Abstract

The latent membrane proteins (LMP1 and LMP2) of Epstein-Barr virus (EBV) both impinge upon multiple cellular signalling pathways. LMP1, a viral onco-protein, can mimic a constitutively activated CD40 receptor in culture, activating NF-kB and JNK. Using EµLMP1 transgenic mice we find that some CD40 activities can be restored by LMP1 in CD40 null mice, in particular immunoglobulin isotype switching. We have previously shown that LMP2A allows the survival of B-cell receptor (BCR) negative B-cells in vivo (Caldwell et. al., 1998 Immunity 9:405-411) and have proposed this may be mediated by mimicking BCR survival signals.

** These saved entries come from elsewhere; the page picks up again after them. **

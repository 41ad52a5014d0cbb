//! Snapshot model and single-shot collection.
//!
//! [`collect`] resolves every metric category once, independently, against
//! the candidate sources and substitutes local-process fallbacks wherever a
//! source is unreadable or fails to parse. The result is always a fully
//! populated document.

use serde::Serialize;

use crate::disk::{self, DiskUsage};
use crate::facts::{cpu, load, memory, net, os};
use crate::local::LocalFacts;
use crate::source::Sources;

/// Sentinel reported when no local address can be determined.
pub const IP_UNAVAILABLE: &str = "unavailable";

/// One complete, point-in-time resolution of every host metric.
#[derive(Debug, Clone, Serialize)]
pub struct Snapshot {
    pub memory: MemorySnapshot,
    pub cpu: CpuSnapshot,
    pub disk: DiskUsage,
    pub os: OsSnapshot,
    pub uptime_secs: u64,
    pub hostname: String,
    pub local_ip: String,
    pub load_average: [f64; 3],
    pub host_mounted: bool,
}

/// Memory totals in bytes.
#[derive(Debug, Clone, Serialize)]
pub struct MemorySnapshot {
    pub total: u64,
    pub free: u64,
    pub available: u64,
    pub used: u64,
}

#[derive(Debug, Clone, Serialize)]
pub struct CpuSnapshot {
    pub count: u64,
    pub usage_percent: f64,
    pub model: String,
}

#[derive(Debug, Clone, Serialize)]
pub struct OsSnapshot {
    pub os_type: String,
    pub release: String,
    pub arch: String,
}

/// Resolves a complete snapshot.
///
/// Each metric category is resolved independently; no category can fail the
/// snapshot, since every resolution ends in a usable value.
pub fn collect(sources: &Sources, local: &dyn LocalFacts) -> Snapshot {
    let host_mounted = sources.host_mounted();
    let cpuinfo = sources.read("proc/cpuinfo");

    let load_average = sources
        .read("proc/loadavg")
        .as_deref()
        .and_then(load::parse_load_average)
        .unwrap_or_else(|| local.load_average());
    let uptime_secs = sources
        .read("proc/uptime")
        .as_deref()
        .and_then(load::parse_uptime_secs)
        .unwrap_or_else(|| local.uptime_secs());

    Snapshot {
        memory: collect_memory(sources, local),
        cpu: collect_cpu(sources, cpuinfo.as_deref(), &load_average, local),
        disk: disk::usage(sources.fs_root()),
        os: collect_os(sources, cpuinfo.as_deref(), local),
        uptime_secs,
        hostname: collect_hostname(sources, local),
        local_ip: collect_local_ip(sources, local),
        load_average,
        host_mounted,
    }
}

fn collect_memory(sources: &Sources, local: &dyn LocalFacts) -> MemorySnapshot {
    let info = sources
        .read("proc/meminfo")
        .map(|content| memory::parse_meminfo(&content))
        .unwrap_or_default();

    let total = info.total.unwrap_or_else(|| local.memory_total());
    let available = info
        .available_or_free()
        .unwrap_or_else(|| local.memory_available());
    let free = info
        .free
        .or(info.available)
        .unwrap_or_else(|| local.memory_available());

    MemorySnapshot {
        total,
        free,
        available,
        used: total.saturating_sub(available),
    }
}

fn collect_cpu(
    sources: &Sources,
    cpuinfo: Option<&str>,
    load_average: &[f64; 3],
    local: &dyn LocalFacts,
) -> CpuSnapshot {
    let model = cpuinfo
        .and_then(cpu::parse_model)
        .or_else(|| local.cpu_model())
        .unwrap_or_else(|| "Unknown".to_owned());
    let count = cpuinfo
        .and_then(cpu::parse_count)
        .unwrap_or_else(|| local.cpu_count())
        .max(1);
    let usage_percent = sources
        .read("proc/stat")
        .as_deref()
        .and_then(cpu::parse_usage)
        .unwrap_or_else(|| (load_average[0] / count as f64 * 100.0).min(100.0));

    CpuSnapshot {
        count,
        usage_percent,
        model,
    }
}

fn collect_os(sources: &Sources, cpuinfo: Option<&str>, local: &dyn LocalFacts) -> OsSnapshot {
    let pretty = sources
        .read("etc/os-release")
        .as_deref()
        .and_then(os::parse_pretty_name);
    let kernel = sources
        .read("proc/version")
        .as_deref()
        .and_then(os::parse_kernel_release);
    let release = kernel
        .or(pretty)
        .or_else(|| local.os_release())
        .unwrap_or_else(|| "Unknown".to_owned());
    let arch = cpuinfo
        .and_then(os::parse_arch)
        .unwrap_or_else(|| local.arch())
        .to_owned();

    OsSnapshot {
        os_type: local.os_type().to_owned(),
        release,
        arch,
    }
}

fn collect_hostname(sources: &Sources, local: &dyn LocalFacts) -> String {
    sources
        .read_first(&["etc/hostname", "proc/sys/kernel/hostname"])
        .filter(|name| !net::is_container_id(name))
        .or_else(|| local.hostname())
        .unwrap_or_else(|| "Unknown".to_owned())
}

fn collect_local_ip(sources: &Sources, local: &dyn LocalFacts) -> String {
    sources
        .read("proc/net/route")
        .as_deref()
        .and_then(net::parse_default_gateway)
        .or_else(|| local.primary_ipv4())
        .map(|addr| addr.to_string())
        .unwrap_or_else(|| IP_UNAVAILABLE.to_owned())
}
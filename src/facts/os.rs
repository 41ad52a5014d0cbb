//! Parsers for OS identity: release name, kernel version, architecture.

/// Kernel version strings carrying this marker come from a minimal VM-init
/// kernel (Docker Desktop's VM) and do not describe the real host OS.
const VM_INIT_MARKER: &str = "linuxkit";

/// Extracts the `PRETTY_NAME` value from os-release-style text.
pub fn parse_pretty_name(os_release: &str) -> Option<String> {
    for line in os_release.lines() {
        if let Some(value) = line.trim().strip_prefix("PRETTY_NAME=") {
            let value = value.trim().trim_matches('"');
            if !value.is_empty() {
                return Some(value.to_owned());
            }
        }
    }
    None
}

/// Extracts the release token following `Linux version ` from kernel
/// version text.
///
/// # Returns
///
/// * `Some(token)` for a trusted kernel version string.
/// * `None` when the pattern is absent or the content carries the
///   minimal-VM marker.
pub fn parse_kernel_release(version: &str) -> Option<String> {
    if version.to_ascii_lowercase().contains(VM_INIT_MARKER) {
        return None;
    }
    let idx = version.find("Linux version ")?;
    let token = version[idx + "Linux version ".len()..]
        .split_whitespace()
        .next()?;
    Some(token.to_owned())
}

/// Derives the machine architecture from CPU identity text.
///
/// The `lm` flag (long mode) or an `x86_64` mention identifies x86-64; an
/// `aarch64` mention or the ARM-specific `CPU implementer` field identifies
/// 64-bit ARM.
pub fn parse_arch(cpuinfo: &str) -> Option<&'static str> {
    for line in cpuinfo.lines() {
        let line = line.trim();
        if has_flag_label(line) && line.split_whitespace().any(|tok| tok == "lm") {
            return Some("x86_64");
        }
    }
    if cpuinfo.contains("x86_64") {
        return Some("x86_64");
    }
    let lower = cpuinfo.to_ascii_lowercase();
    if lower.contains("aarch64") {
        return Some("aarch64");
    }
    if lower.lines().any(|l| l.trim().starts_with("cpu implementer")) {
        return Some("aarch64");
    }
    None
}

/// Returns true for the per-core flag list line (`flags` on x86,
/// `Features` on ARM).
fn has_flag_label(line: &str) -> bool {
    let lower = line.to_ascii_lowercase();
    lower.starts_with("flags") || lower.starts_with("features")
}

In support of this hypothesis, we will present data indicating that LMP2A expressing transgenic memory B-cells survive in the absence of antigen, using adoptive transfer experiments to CD40 null recipients. Furthermore, affinity maturation in the EµLMP2A mice may be impaired, again suggestive of BCR mediated survival instead of deletion of low affinity B-cells. Thus the activities of these two viral genes can promote B-cell survival and maturation, required in the EBV life cycle with the inadvertent consequence of predisposing the B-cell to lymphomagenesis.